Процесс артельного накопления, обогащения и самоутверждения каждого принимается до поры за движение – поздравляют друг друга с выручкой, с признанием, со званием академика (звания им тоже понемногу присваивают) – принимают за общее движение то, что каждый становится «сам большой». Подводя жизненные итоги, Крамской напишет: «В настоящее время я, конечно, вижу разницу между собой тогдашним и товарищами, а именно: состав Артели был случайным… Не все, были люди идеи и убеждений».

Для Крамского Артель не итог, не удачный выход из положения – лишь начало, побуждение, пробуждение: «Я принял все дело серьезно». Держаться за руки не куска хлеба ради, превратить Артель из центра материальной взаимопомощи в умственный центр – вот о чем он думает.

А вокруг Артели вьются водоворотом восторженные почитатели – витийствуют, одобряют, хлопают по плечу, превозносят до небес, дымят артельными сигарками и потягивают артельное винцо: идеальная форма объединения, идеальное устройство новой жизни!.. Но идеал – всегда впереди, господа, движение к нему постоянно и необходимо, формы же временны, еще много проб на пути. И слушать не хотят: не вперед смотрят, оглядываются на прошлое, и всё выходит – победа! Выжили, встали на ноги: они, тринадцать, твердыню сокрушили, а сами живехоньки-целехоньки, и работают, и сбывают, и от заказов не отобьешься.

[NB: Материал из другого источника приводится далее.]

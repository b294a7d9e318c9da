//! Identidad estable e invocación de callables.
//!
//! El fingerprint de un Call Node usa la identidad del callable (nombre
//! calificado + módulo + archivo fuente), nunca la dirección del closure: el
//! mismo cómputo apunta a la misma entrada de cache en cualquier corrida del
//! proceso.

use std::collections::BTreeMap;
use std::fmt;
use std::rc::Rc;

use serde::{Deserialize, Serialize};
use serde_json::Value;

use super::Operand;
use crate::errors::CoreError;

/// Argumentos nombrados, ya expandidos, que recibe un callable.
pub type KwArgs = BTreeMap<String, Value>;

/// Firma de invocación: posicionales expandidos + nombrados expandidos. El
/// resultado puede ser a su vez un nodo pendiente; el engine lo expande.
pub type CallFn = dyn Fn(&[Value], &KwArgs) -> Result<Operand, CoreError>;

/// Identidad estable de un callable. Entra al fingerprint.
#[derive(Debug, Clone, PartialEq, Eq, Serialize, Deserialize)]
pub struct CallableIdent {
    pub qualname: String,
    pub module: Option<String>,
    /// Archivo fuente del módulo, si se conoce. Desambigua módulos homónimos.
    pub source: Option<String>,
}

/// Target invocable de un Call Node.
#[derive(Clone)]
pub struct Callable {
    ident: CallableIdent,
    func: Rc<CallFn>,
}

impl Callable {
    /// Callable con nombre calificado y módulo conocidos.
    pub fn named(qualname: impl Into<String>, module: impl Into<String>, func: Rc<CallFn>) -> Self {
        Self { ident: CallableIdent { qualname: qualname.into(),
                                      module: Some(module.into()),
                                      source: None },
               func }
    }

    /// Variante con archivo fuente; la macro `callable!` captura ambos en el
    /// punto de expansión.
    pub fn with_source(qualname: impl Into<String>,
                       module: impl Into<String>,
                       source: impl Into<String>,
                       func: Rc<CallFn>)
                       -> Self {
        Self { ident: CallableIdent { qualname: qualname.into(),
                                      module: Some(module.into()),
                                      source: Some(source.into()) },
               func }
    }

    /// Callable sin identidad estable. Su fingerprint puede no reproducirse
    /// entre procesos; el subsistema de fingerprint lo reporta como hazard.
    pub fn anonymous(func: Rc<CallFn>) -> Self {
        Self { ident: CallableIdent { qualname: String::new(), module: None, source: None },
               func }
    }

    pub fn ident(&self) -> &CallableIdent {
        &self.ident
    }

    /// `false` cuando el callable no puede nombrarse de forma estable.
    pub fn is_stably_named(&self) -> bool {
        !self.ident.qualname.is_empty()
    }

    /// Invoca el closure con operandos ya expandidos.
    pub fn invoke(&self, args: &[Value], kwargs: &KwArgs) -> Result<Operand, CoreError> {
        (self.func)(args, kwargs)
    }
}

impl fmt::Debug for Callable {
    fn fmt(&self, f: &mut fmt::Formatter<'_>) -> fmt::Result {
        f.debug_struct("Callable").field("ident", &self.ident).finish_non_exhaustive()
    }
}

/// Declara un `Callable` a partir de una función libre, capturando módulo y
/// archivo fuente en el punto de expansión.
///
/// ```ignore
/// fn double(args: &[Value], _kw: &KwArgs) -> Result<Operand, CoreError> { ... }
/// let target = callable!(double);
/// ```
#[macro_export]
macro_rules! callable {
    ($func:path) => {
        $crate::model::Callable::with_source(stringify!($func),
                                             module_path!(),
                                             file!(),
                                             ::std::rc::Rc::new(|args, kwargs| $func(args, kwargs)))
    };
}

На артельных осенних выставках бурлит весь художественный Петербург – живописцы, любители. Летом разъезжаются «наши художнички» по своим уездам, осенью – обратно, с богатой добычей, да всё такое молодое необычное, новое – свое.

«Поминки на деревенском кладбище» Корзухина, «Выход из церкви во Пскове» Морозова, Дмитриева-Оренбургского – «Утопленник в деревне»; а вот и Крамской – кто бы подумал! – сценка из малороссийского быта: сторож-бахчевник делает мальчишке коня из лозины, братец его, поменьше, уже скачет вдали по меже на таком же иноходце. (После могучего бога Саваофа в куполе храма Христа Крамской словно «разговляется»: летом шестьдесят седьмого года рисует старую пряху, сельскую улицу с церковью, разрушенные сараи, мельницу.)

Молодые – свежей зеленью трав и деревьев, они вливаются в строгие залы академических выставок: приглашают, что поделаешь, – стало на ноги, живет, существует такое искусство!

Нечего нос вешать да ворчать – артельщикам ли не до идеалов! И если во всех гостиных шум и споры вокруг нынешних вопросов то здесь, в двух залах на углу Вознесенского и Адмиралтейской площади, – как нигде! Что ни вечер – оживленные толки, прения; по-прежнему читают вслух Чернышевского, Прудона, Писарева – и прочитанное вновь возбуждает прения, толки…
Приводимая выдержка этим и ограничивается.